L’entretien a eu lieu le samedi 30 juin et a porté sur les moyens de résoudre la question kurde. Le Premier ministre turc, au sortir d’une heure et demie de discussion, n’a pas été très bavard en dehors d’un laconique “rencontre productive”. Leyla Zana, par contre, s’est expliquée.

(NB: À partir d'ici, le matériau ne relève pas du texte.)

// SPDX-FileCopyrightText: 2025 Matthew Milner <matterhorn103@proton.me>
// SPDX-License-Identifier: MIT

use std::cmp::Ordering;

use ndarray::{Array, Dimension};

use crate::{Measurement, numeric::Uncertain, storage::Storage};

// Ordering and equality only ever look at the nominal value.

impl<R: Uncertain> PartialEq<R> for Measurement<f64> {
    fn eq(&self, other: &R) -> bool {
        self.value == other.number()
    }
}

impl<R: Uncertain> PartialOrd<R> for Measurement<f64> {
    fn partial_cmp(&self, other: &R) -> Option<Ordering> {
        self.value.partial_cmp(&other.number())
    }
}

impl PartialEq<Measurement<f64>> for f64 {
    fn eq(&self, other: &Measurement<f64>) -> bool {
        *self == other.value
    }
}

impl PartialOrd<Measurement<f64>> for f64 {
    fn partial_cmp(&self, other: &Measurement<f64>) -> Option<Ordering> {
        self.partial_cmp(&other.value)
    }
}

/// The right-hand side of an elementwise comparison.
#[derive(Clone, Copy, Debug)]
pub enum Operand<'a, T> {
    /// Another measurement of the same shape.
    Measured(&'a Measurement<T>),
    /// A plain value of the same shape.
    Plain(&'a T),
    /// A single number, compared against every element.
    Scalar(f64),
}

impl<'a, T> From<&'a Measurement<T>> for Operand<'a, T> {
    fn from(m: &'a Measurement<T>) -> Self {
        Operand::Measured(m)
    }
}

impl<'a, D: Dimension> From<&'a Array<f64, D>> for Operand<'a, Array<f64, D>> {
    fn from(a: &'a Array<f64, D>) -> Self {
        Operand::Plain(a)
    }
}

impl<T> From<f64> for Operand<'_, T> {
    fn from(n: f64) -> Self {
        Operand::Scalar(n)
    }
}

impl<T: Storage> Measurement<T> {
    /// Compares the nominal value with `rhs`, ignoring any uncertainty.
    ///
    /// Returns a `bool` for a scalar measurement and an array of `bool` for an
    /// array measurement.
    ///
    /// # Panics
    ///
    /// Panics if `rhs` is an array or array measurement of a different shape.
    ///
    /// # Example
    ///
    /// ```
    /// # use ndarray::array;
    /// # use scimeasure::Measurement;
    /// #
    /// let m = Measurement::new(array![1.0, 2.0, 3.0], array![0.5, 0.5, 0.5]);
    /// assert_eq!(m.greater_than(1.5), array![false, true, true]);
    /// ```
    pub fn greater_than<'a>(&self, rhs: impl Into<Operand<'a, T>>) -> T::Mask
    where
        T: 'a,
    {
        self.compare_nominal(rhs.into(), |a, b| a > b)
    }

    /// Compares the nominal value with `rhs`, ignoring any uncertainty.
    ///
    /// `m.less_than(x)` is the reflected form of `x > m`.
    pub fn less_than<'a>(&self, rhs: impl Into<Operand<'a, T>>) -> T::Mask
    where
        T: 'a,
    {
        self.compare_nominal(rhs.into(), |a, b| a < b)
    }

    fn compare_nominal<F>(&self, rhs: Operand<'_, T>, f: F) -> T::Mask
    where
        F: Fn(f64, f64) -> bool,
    {
        match rhs {
            Operand::Measured(m) => self.value.compare(&m.value, f),
            Operand::Plain(p) => self.value.compare(p, f),
            Operand::Scalar(n) => self.value.compare_scalar(n, f),
        }
    }
}
use crate::domain::fields::ExportedMap;
use crate::domain::model::{HistoryKind, OutputFormat};
use crate::utils::error::Result;

/// Capability wrapper produced by the factory: a record that can project
/// its exported fields.
pub trait History: Send + Sync {
    fn kind(&self) -> HistoryKind;
    fn exported(&self) -> ExportedMap;
}

pub trait ConfigProvider: Send + Sync {
    fn kinds(&self) -> &[HistoryKind];
    fn format(&self) -> OutputFormat;
}

/// Where rendered snapshots go. Console in production, a capture buffer in
/// tests.
pub trait Sink: Send + Sync {
    fn emit(&self, rendered: &str) -> Result<()>;
}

La posture irréaliste de chef de guerre
Je lui ai dit que les incarcérations en grand nombre et les procès sans fin étaient des sujets d’inquiétude pour la société toute entière qui avait besoin que le gouvernement fasse non pas des petits pas mais de grands pas en avant. Je lui ai dit que les politiques sécuritaires menées depuis des décennies étaient un échec et qu’il restait une voie qu’il n’avait pas encore explorée, celle de la négociation durable. Je lui ai proposé de reprendre le processus d’Oslo [rencontres entre les émissaires du gouvernement et du PKK] et d’assouplir les conditions de détention d’Abdullah Öcalan.
En réponse, le Premier ministre a appelé le PKKPartiya Karkerên Kurdistan, Parti des Travailleurs du Kurdistan, fondé en 1978. More à déposer les armes sans conditions. “Proposition complètement irréaliste” commente sobrement Leyla Zana : comment peut-on imaginer une reddition en rase campagne d’un mouvement de résistance armée qui tient l’armée turque en respect depuis près de trente ans, avec le soutien populaire que l’on sait ?
Les propositions concernant la langue kurde ne sont pas à la hauteur des enjeux
Il est de même complètement irréaliste de penser que l’autorisation de cours optionnels en kurde dans les écoles secondaires soit une “mesure historique” qui mettra fin au conflit, comme le proclame R T Erdoğan. Même le journal Zaman (la voix officieuse de la confrérie islamiste Gülen) juge cette décision tardive et insuffisante pour résoudre la question kurde. Quant à la résistance kurde qui fait de la reconnaissance de la langue une revendication majeure, elle juge cette décision scandaleuse et insultante, tellement éloignée de leur lutte pour une éducation en langue maternelle.
Rappelons que le combat pour une reconnaissance identitaire est au cœur des procédures judiciaires. Le procès des “151” de Diyarbakir, de janvier dernier, a été émaillé d’incidents suite au refus opposé à la défense qui exigeait de plaider en kurde. En rétorsion, le procès a été ajourné avec toutes les conséquences pour les prévenus en détention depuis de longs mois, certains depuis plus de 3 ans. Le procès des “205” qui s’est ouvert le 2 juillet à Silivia, dans la banlieue d’Istanbul, a démarré sur les mêmes bases. “Pour 99% des accusés, la langue maternelle est le kurde” plaide la défense. “Ici c’est la Turquie, il n’y a qu’une seule langue, c’est le turc”, rétorque le président du tribunal. Le ton est donné, les audiences sont suspendues jusqu’au 5 juillet.